EXERCISE REQUIREMENTS: Lines in which "shared" appears should be pulled from the data below.

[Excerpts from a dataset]
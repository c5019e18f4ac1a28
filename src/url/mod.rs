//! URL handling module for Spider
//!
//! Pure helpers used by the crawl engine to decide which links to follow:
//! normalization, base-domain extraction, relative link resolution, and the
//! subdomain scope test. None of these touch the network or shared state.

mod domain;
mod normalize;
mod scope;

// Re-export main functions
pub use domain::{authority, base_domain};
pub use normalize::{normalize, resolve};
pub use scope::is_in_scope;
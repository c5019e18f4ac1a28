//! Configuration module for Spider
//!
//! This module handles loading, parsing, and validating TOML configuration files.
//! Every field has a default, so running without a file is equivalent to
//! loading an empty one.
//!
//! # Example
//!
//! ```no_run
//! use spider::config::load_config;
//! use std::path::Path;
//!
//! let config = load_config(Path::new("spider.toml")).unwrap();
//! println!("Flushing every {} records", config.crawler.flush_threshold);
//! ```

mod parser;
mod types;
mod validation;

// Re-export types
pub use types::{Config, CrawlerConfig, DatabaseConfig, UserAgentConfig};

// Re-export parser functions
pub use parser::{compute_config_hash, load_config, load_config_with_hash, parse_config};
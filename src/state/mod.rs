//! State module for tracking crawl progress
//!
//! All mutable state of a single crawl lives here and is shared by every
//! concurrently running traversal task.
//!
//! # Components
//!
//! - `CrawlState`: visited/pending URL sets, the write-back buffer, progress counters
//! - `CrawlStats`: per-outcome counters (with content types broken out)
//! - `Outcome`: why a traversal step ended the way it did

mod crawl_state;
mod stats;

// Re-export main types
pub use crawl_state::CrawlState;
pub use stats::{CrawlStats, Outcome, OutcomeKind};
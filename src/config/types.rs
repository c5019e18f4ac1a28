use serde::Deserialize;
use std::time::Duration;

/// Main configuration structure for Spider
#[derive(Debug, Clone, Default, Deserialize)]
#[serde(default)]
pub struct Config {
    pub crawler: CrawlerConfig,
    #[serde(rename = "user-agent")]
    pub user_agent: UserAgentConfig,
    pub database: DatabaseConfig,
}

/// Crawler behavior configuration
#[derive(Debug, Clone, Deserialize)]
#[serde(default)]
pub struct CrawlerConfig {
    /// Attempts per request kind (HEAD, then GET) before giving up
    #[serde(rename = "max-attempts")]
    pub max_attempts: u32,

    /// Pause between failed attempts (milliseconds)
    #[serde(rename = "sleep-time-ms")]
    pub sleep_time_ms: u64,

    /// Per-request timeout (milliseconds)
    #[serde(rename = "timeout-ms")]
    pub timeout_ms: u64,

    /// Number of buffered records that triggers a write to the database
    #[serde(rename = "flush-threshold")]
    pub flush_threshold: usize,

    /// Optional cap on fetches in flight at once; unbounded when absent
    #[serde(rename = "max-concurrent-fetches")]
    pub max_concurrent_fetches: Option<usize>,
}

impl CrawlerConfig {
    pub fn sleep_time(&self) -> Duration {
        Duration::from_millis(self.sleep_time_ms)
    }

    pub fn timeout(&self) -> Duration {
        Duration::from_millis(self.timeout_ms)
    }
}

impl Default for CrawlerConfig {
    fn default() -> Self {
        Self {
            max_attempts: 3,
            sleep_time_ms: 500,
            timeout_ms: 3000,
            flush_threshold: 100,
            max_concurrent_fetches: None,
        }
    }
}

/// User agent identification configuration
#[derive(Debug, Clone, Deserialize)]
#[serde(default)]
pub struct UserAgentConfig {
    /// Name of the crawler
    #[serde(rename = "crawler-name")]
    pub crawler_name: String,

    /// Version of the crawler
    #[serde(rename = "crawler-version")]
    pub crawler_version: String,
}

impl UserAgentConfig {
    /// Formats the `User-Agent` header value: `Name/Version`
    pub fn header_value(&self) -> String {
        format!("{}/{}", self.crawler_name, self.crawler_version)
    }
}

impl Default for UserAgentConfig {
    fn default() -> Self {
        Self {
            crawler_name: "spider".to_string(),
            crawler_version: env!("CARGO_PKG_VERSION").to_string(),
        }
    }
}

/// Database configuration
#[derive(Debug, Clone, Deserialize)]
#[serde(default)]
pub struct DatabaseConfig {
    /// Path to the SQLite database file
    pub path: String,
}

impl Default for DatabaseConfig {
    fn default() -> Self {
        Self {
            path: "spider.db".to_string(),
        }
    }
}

SOLUTION:
//! subdomain scope test. None of these touch the network or shared state.
//! All mutable state of a single crawl lives here and is shared by every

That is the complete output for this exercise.